Because of the true finding on the gang enhancement allegation, Flores is
required to serve a minimum of 15 years before he may be eligible for parole.
(§ 186.22, subd. (b)(5).)
      Flores filed a timely notice of appeal.
                                 DISCUSSION
                                         I
      Flores first contends that we must reverse his second-degree murder
conviction because the prosecution’s gang expert witness, Sergeant Gray,
improperly testified as to Flores’s guilt and intent. He argues that although
his counsel did not object to the testimony, an objection was not required to
preserve the issue for appeal; in the alternative, he asserts an ineffective
assistance of counsel claim. The People respond that Flores forfeited this
argument by failing to object to the testimony at trial, that he cannot
establish a claim of ineffective assistance of counsel, and that, in any event,
the testimony was properly admitted.
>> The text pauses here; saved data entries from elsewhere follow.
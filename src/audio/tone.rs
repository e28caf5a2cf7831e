//! Sine tone playback through the default output device.

use cpal::traits::{DeviceTrait, HostTrait, StreamTrait};
use cpal::{SampleFormat, StreamConfig};
use tracing::{debug, warn};

use crate::audio::CueEmitter;
use crate::error::RespiraError;

/// Default cue pitch: C5.
pub const DEFAULT_FREQUENCY_HZ: f64 = 523.25;
/// Default cue length.
pub const DEFAULT_LENGTH_MS: u64 = 100;
/// Default cue gain. Kept low so the tone stays unobtrusive.
pub const DEFAULT_GAIN: f32 = 0.2;

/// Plays a short sine burst on the default audio output.
///
/// Owns the output device handle for its lifetime. Each `emit` builds a
/// fresh one-shot stream; dropping the previous stream (or the whole emitter)
/// tears playback down.
pub struct ToneCue {
    device: cpal::Device,
    config: StreamConfig,
    sample_format: SampleFormat,
    frequency_hz: f64,
    length_ms: u64,
    gain: f32,
    // Holds the most recent tone so it keeps playing after emit returns.
    stream: Option<cpal::Stream>,
}

impl ToneCue {
    /// Open the default output device.
    ///
    /// # Errors
    ///
    /// Returns [`RespiraError::Audio`] if there is no output device or its
    /// configuration cannot be read.
    pub fn new(frequency_hz: f64, length_ms: u64, gain: f32) -> Result<Self, RespiraError> {
        let host = cpal::default_host();
        let device = host
            .default_output_device()
            .ok_or_else(|| RespiraError::Audio("No default output device available".to_string()))?;
        let default_config = device
            .default_output_config()
            .map_err(|e| RespiraError::Audio(format!("Failed to read output config: {e}")))?;
        let sample_format = default_config.sample_format();
        let config: StreamConfig = default_config.into();

        debug!(
            ?sample_format,
            sample_rate = config.sample_rate.0,
            channels = config.channels,
            "opened audio output for cue playback"
        );

        Ok(Self {
            device,
            config,
            sample_format,
            frequency_hz,
            length_ms,
            gain,
            stream: None,
        })
    }

    /// Open the default output device with the standard cue parameters.
    ///
    /// # Errors
    ///
    /// Returns [`RespiraError::Audio`] if the device cannot be opened.
    pub fn with_defaults() -> Result<Self, RespiraError> {
        Self::new(DEFAULT_FREQUENCY_HZ, DEFAULT_LENGTH_MS, DEFAULT_GAIN)
    }

    fn build_stream(&self) -> Result<cpal::Stream, RespiraError> {
        let sample_rate = f64::from(self.config.sample_rate.0);
        let channels = usize::from(self.config.channels.max(1));
        let total_frames = (sample_rate * self.length_ms as f64 / 1000.0) as u64;
        let step = 2.0 * std::f64::consts::PI * self.frequency_hz / sample_rate;
        let gain = f64::from(self.gain);

        // Frame counter lives in the callback closure; the stream outputs
        // silence once the burst length is reached.
        let mut frame: u64 = 0;
        let mut next_sample = move || -> f32 {
            let value = if frame < total_frames {
                (frame as f64 * step).sin() * gain
            } else {
                0.0
            };
            frame += 1;
            value as f32
        };

        let err_fn = |err| debug!("audio stream error: {err}");

        let stream = match self.sample_format {
            SampleFormat::F32 => self.device.build_output_stream(
                &self.config,
                move |data: &mut [f32], _| {
                    for frame in data.chunks_mut(channels) {
                        let value = next_sample();
                        for sample in frame {
                            *sample = value;
                        }
                    }
                },
                err_fn,
                None,
            ),
            SampleFormat::I16 => self.device.build_output_stream(
                &self.config,
                move |data: &mut [i16], _| {
                    for frame in data.chunks_mut(channels) {
                        let value = (next_sample() * 32_767.0) as i16;
                        for sample in frame {
                            *sample = value;
                        }
                    }
                },
                err_fn,
                None,
            ),
            SampleFormat::U16 => self.device.build_output_stream(
                &self.config,
                move |data: &mut [u16], _| {
                    for frame in data.chunks_mut(channels) {
                        let value = ((next_sample() + 1.0) * 32_767.5) as u16;
                        for sample in frame {
                            *sample = value;
                        }
                    }
                },
                err_fn,
                None,
            ),
            other => {
                return Err(RespiraError::Audio(format!(
                    "Unsupported sample format: {other:?}"
                )))
            }
        };

        stream.map_err(|e| RespiraError::Audio(format!("Failed to build output stream: {e}")))
    }
}

impl CueEmitter for ToneCue {
    fn emit(&mut self) {
        // Replacing the previous stream drops it, which stops any tone still
        // sounding. All failures are logged and swallowed.
        match self.build_stream() {
            Ok(stream) => {
                if let Err(e) = stream.play() {
                    warn!("cue playback failed: {e}");
                    return;
                }
                self.stream = Some(stream);
            }
            Err(e) => warn!("cue unavailable: {e}"),
        }
    }
}
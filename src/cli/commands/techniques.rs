//! Technique catalog listing.

use crate::cli::args::OutputFormat;
use crate::error::RespiraError;
use crate::output::format_techniques;
use crate::session::all_techniques;

/// Execute the techniques command.
///
/// # Errors
///
/// Returns an error if output formatting fails.
pub fn techniques(format: OutputFormat) -> Result<String, RespiraError> {
    format_techniques(&all_techniques(), format)
}

#[cfg(test)]
mod tests {
    use super::*;

    #[test]
    fn test_techniques_pretty() {
        let output = techniques(OutputFormat::Pretty).unwrap();
        assert!(output.contains("Simple"));
        assert!(output.contains("Box Breathing"));
        assert!(output.contains("4-7-8"));
    }

    #[test]
    fn test_techniques_json() {
        let output = techniques(OutputFormat::Json).unwrap();
        assert!(output.contains("\"count\": 3"));
    }
}
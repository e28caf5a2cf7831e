//! Shared core types for respira.

pub mod duration;

pub use duration::{format_duration, format_duration_mmss, parse_duration, SessionDuration};
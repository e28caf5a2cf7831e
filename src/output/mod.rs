//! Output formatting for respira.
//!
//! This module provides formatters for displaying catalog and session data
//! in pretty (colored) or JSON form.

mod json;
mod pretty;

use crate::cli::args::OutputFormat;
use crate::error::RespiraError;
use crate::session::{SessionSummary, Technique};

pub use json::*;
pub use pretty::*;

/// Format the technique catalog based on output format.
///
/// # Errors
///
/// Returns `RespiraError::Parse` if JSON serialization fails.
pub fn format_techniques(
    techniques: &[&Technique],
    format: OutputFormat,
) -> Result<String, RespiraError> {
    match format {
        OutputFormat::Pretty => Ok(format_techniques_pretty(techniques)),
        OutputFormat::Json => format_techniques_json(techniques),
    }
}

/// Format a finished-session summary based on output format.
///
/// # Errors
///
/// Returns `RespiraError::Parse` if JSON serialization fails.
pub fn format_summary(
    summary: &SessionSummary,
    format: OutputFormat,
) -> Result<String, RespiraError> {
    match format {
        OutputFormat::Pretty => Ok(format_summary_pretty(summary)),
        OutputFormat::Json => to_json(summary),
    }
}
impl SessionEngine {
    /// Create an idle engine with the given settings.
    #[must_use]
    pub fn new(
        technique: TechniqueId,
        duration: SessionDuration,
        sound_enabled: bool,
        cue: Box<dyn CueEmitter>,
    ) -> Self {
        Self {
            technique,
            duration,
            sound_enabled,
            cue,
            state: SessionState::Idle,
            started_at: None,
            phase_index: 0,
            phases_entered: 0,
            phase_deadline: None,
            watchdog: None,
            next_sample: None,
            view: SessionView::idle(duration.is_finite()),
            last_summary: None,
        }
    }

    /// The current observable state.
    #[must_use]
    pub const fn view(&self) -> &SessionView {
        &self.view
    }

    /// Current lifecycle state.
    #[must_use]
    pub const fn state(&self) -> SessionState {
        self.state
    }

    /// Whether a session is running.
    #[must_use]
    pub fn is_running(&self) -> bool {
        self.state == SessionState::Running
    }

    /// The selected technique.
    #[must_use]
    pub const fn technique(&self) -> TechniqueId {
        self.technique
    }

    /// The selected session duration.
    #[must_use]
    pub const fn duration(&self) -> SessionDuration {
        self.duration
    }

    /// Whether the cue tone is enabled.
    #[must_use]
    pub const fn sound_enabled(&self) -> bool {
        self.sound_enabled
    }

    /// Recap of the most recently finished session, if any.
    #[must_use]
    pub const fn last_summary(&self) -> Option<&SessionSummary> {
        self.last_summary.as_ref()
    }

    /// Change the technique. Refused (returns `false`) while running.
    pub fn set_technique(&mut self, technique: TechniqueId) -> bool {
        if self.is_running() {
            return false;
        }
        self.technique = technique;
        true
    }

    /// Change the session duration. Refused (returns `false`) while running.
    pub fn set_duration(&mut self, duration: SessionDuration) -> bool {
        if self.is_running() {
            return false;
        }
        self.duration = duration;
        self.view = SessionView::idle(duration.is_finite());
        true
    }

    /// Toggle the cue tone. Refused (returns `false`) while running.
    pub fn set_sound_enabled(&mut self, enabled: bool) -> bool {
        if self.is_running() {
            return false;
        }
        self.sound_enabled = enabled;
        true
    }

    /// Start a session at `now`.
    ///
    /// A no-op returning `false` if a session is already running. Otherwise
    /// enters phase 0 immediately (publishing its label and visual target and
    /// emitting a cue), arms the phase deadline, and for finite durations
    /// arms the watchdog and the progress sampler.
    pub fn start(&mut self, now: Instant) -> bool {
        if self.is_running() {
            return false;
        }

        self.state = SessionState::Running;
        self.started_at = Some(now);
        self.phase_index = 0;
        self.phases_entered = 1;

        let phase = *self.technique.technique().phase_at(0);
        self.publish_phase(&phase);
        self.view.is_running = true;
        self.view.progress = self.duration.is_finite().then_some(0.0);
        self.play_cue();

        self.phase_deadline = Some(now + phase.duration());
        match self.duration {
            SessionDuration::Finite(total) => {
                self.watchdog = Some(now + total);
                self.next_sample = Some(now + PROGRESS_SAMPLE_INTERVAL);
            }
            SessionDuration::Unbounded => {
                self.watchdog = None;
                self.next_sample = None;
            }
        }

        debug!(technique = %self.technique, duration = %self.duration, "session started");
        true
    }

    /// Stop the session at `now`.
    ///
    /// Effective from any state and idempotent: stopping an idle engine is a
    /// safe no-op returning `None`. All scheduled deadlines are disarmed
    /// before the view resets, so no residual tick can fire afterward.
    pub fn stop(&mut self, now: Instant) -> Option<SessionSummary> {
        self.stop_with(now, false)
    }

    /// Advance the engine to `now`, returning the events that occurred.
    ///
    /// Processing order within one tick: progress samples first, then the
    /// duration watchdog, then phase advances. The watchdog wins ties with
    /// the phase deadline so no extra phase fires at session expiry.
    pub fn tick(&mut self, now: Instant) -> Vec<SessionEvent> {
        let mut events = Vec::new();
        if !self.is_running() {
            return events;
        }
        let Some(started_at) = self.started_at else {
            return events;
        };

        // Progress sampler. Disarms itself once 1.0 has been published.
        if let (Some(next), Some(total_secs)) = (self.next_sample, self.duration.seconds()) {
            if now >= next {
                let elapsed = now.saturating_duration_since(started_at);
                #[allow(clippy::cast_precision_loss)]
                let progress = (elapsed.as_secs_f64() / total_secs as f64).min(1.0);
                self.view.progress = Some(progress);
                events.push(SessionEvent::ProgressSampled(progress));
                self.next_sample = if progress >= 1.0 {
                    None
                } else {
                    Some(now + PROGRESS_SAMPLE_INTERVAL)
                };
            }
        }

        // Duration watchdog.
        if let Some(deadline) = self.watchdog {
            if now >= deadline {
                if let Some(summary) = self.stop_with(now, true) {
                    events.push(SessionEvent::Stopped(summary));
                }
                return events;
            }
        }

        // Phase advance, catching up if host ticks arrive late.
        while let Some(deadline) = self.phase_deadline {
            if now < deadline {
                break;
            }
            self.phase_index += 1;
            self.phases_entered += 1;
            let phase = *self.technique.technique().phase_at(self.phase_index);
            self.publish_phase(&phase);
            self.play_cue();
            events.push(SessionEvent::PhaseStarted { label: phase.label });
            // Re-arm from the old deadline, not `now`, to avoid drift.
            self.phase_deadline = Some(deadline + phase.duration());
        }

        events
    }

    fn stop_with(&mut self, now: Instant, auto: bool) -> Option<SessionSummary> {
        // Disarm all scheduled work before any state reset is published.
        self.phase_deadline = None;
        self.watchdog = None;
        self.next_sample = None;

        if !self.is_running() {
            return None;
        }

        let elapsed = self
            .started_at
            .map(|s| now.saturating_duration_since(s))
            .unwrap_or_default();
        let summary = SessionSummary {
            technique: self.technique,
            elapsed_secs: elapsed.as_secs(),
            phases_completed: self.phases_entered,
            auto_stopped: auto,
        };

        self.state = SessionState::Idle;
        self.started_at = None;
        self.phase_index = 0;
        self.phases_entered = 0;
        self.view = SessionView::idle(self.duration.is_finite());
        self.last_summary = Some(summary.clone());

        debug!(
            technique = %self.technique,
            elapsed_secs = summary.elapsed_secs,
            auto,
            "session stopped"
        );
        Some(summary)
    }

    fn publish_phase(&mut self, phase: &Phase) {
        self.view.instruction = phase.label.to_string();
        self.view.visual = phase.visual;
        self.view.transition_secs = phase.seconds;
    }

    fn play_cue(&mut self) {
        if self.sound_enabled {
            self.cue.emit();
        }
    }
}
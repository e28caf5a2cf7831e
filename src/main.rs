use anyhow::Result;
use clap::Parser;
use colored::Colorize;
use tracing_subscriber::EnvFilter;

use respira::cli::args::{Cli, Commands};
use respira::cli::commands::{self, SessionSettings};
use respira::config::Config;
use respira::error::RespiraError;

fn main() {
    if let Err(e) = run() {
        eprintln!("{}: {}", "error".red().bold(), e);
        std::process::exit(1);
    }
}

fn run() -> Result<(), RespiraError> {
    // Logging goes to stderr so it never mixes with command output.
    tracing_subscriber::fmt()
        .with_env_filter(EnvFilter::from_default_env())
        .with_writer(std::io::stderr)
        .init();

    let cli = Cli::parse();
    let config = Config::load()?;
    let format = cli.output;

    let output = match cli.command {
        Commands::Start(args) => {
            commands::start(SessionSettings::resolve(&args, &config), &config, format)?
        }
        Commands::Tui(args) => {
            respira::tui::run(SessionSettings::resolve(&args, &config), &config)?;
            String::new()
        }
        Commands::Techniques => commands::techniques(format)?,
        Commands::Config(args) => commands::config(args.command, format)?,
        Commands::Completions { shell } => commands::completions(shell)?,
    };

    if !output.is_empty() {
        println!("{output}");
    }
    Ok(())
}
We agree with the People’s first two
arguments and thus need not reach the third.
      During the prosecution’s case, Sergeant Gray testified that, after
reviewing the evidence, “it was [his] opinion that [Flores] was acting as a

                                        11
gang member and committed the crime for the benefit of the El Cajon Locos.”
Because Flores did not object to this testimony, he forfeited this argument.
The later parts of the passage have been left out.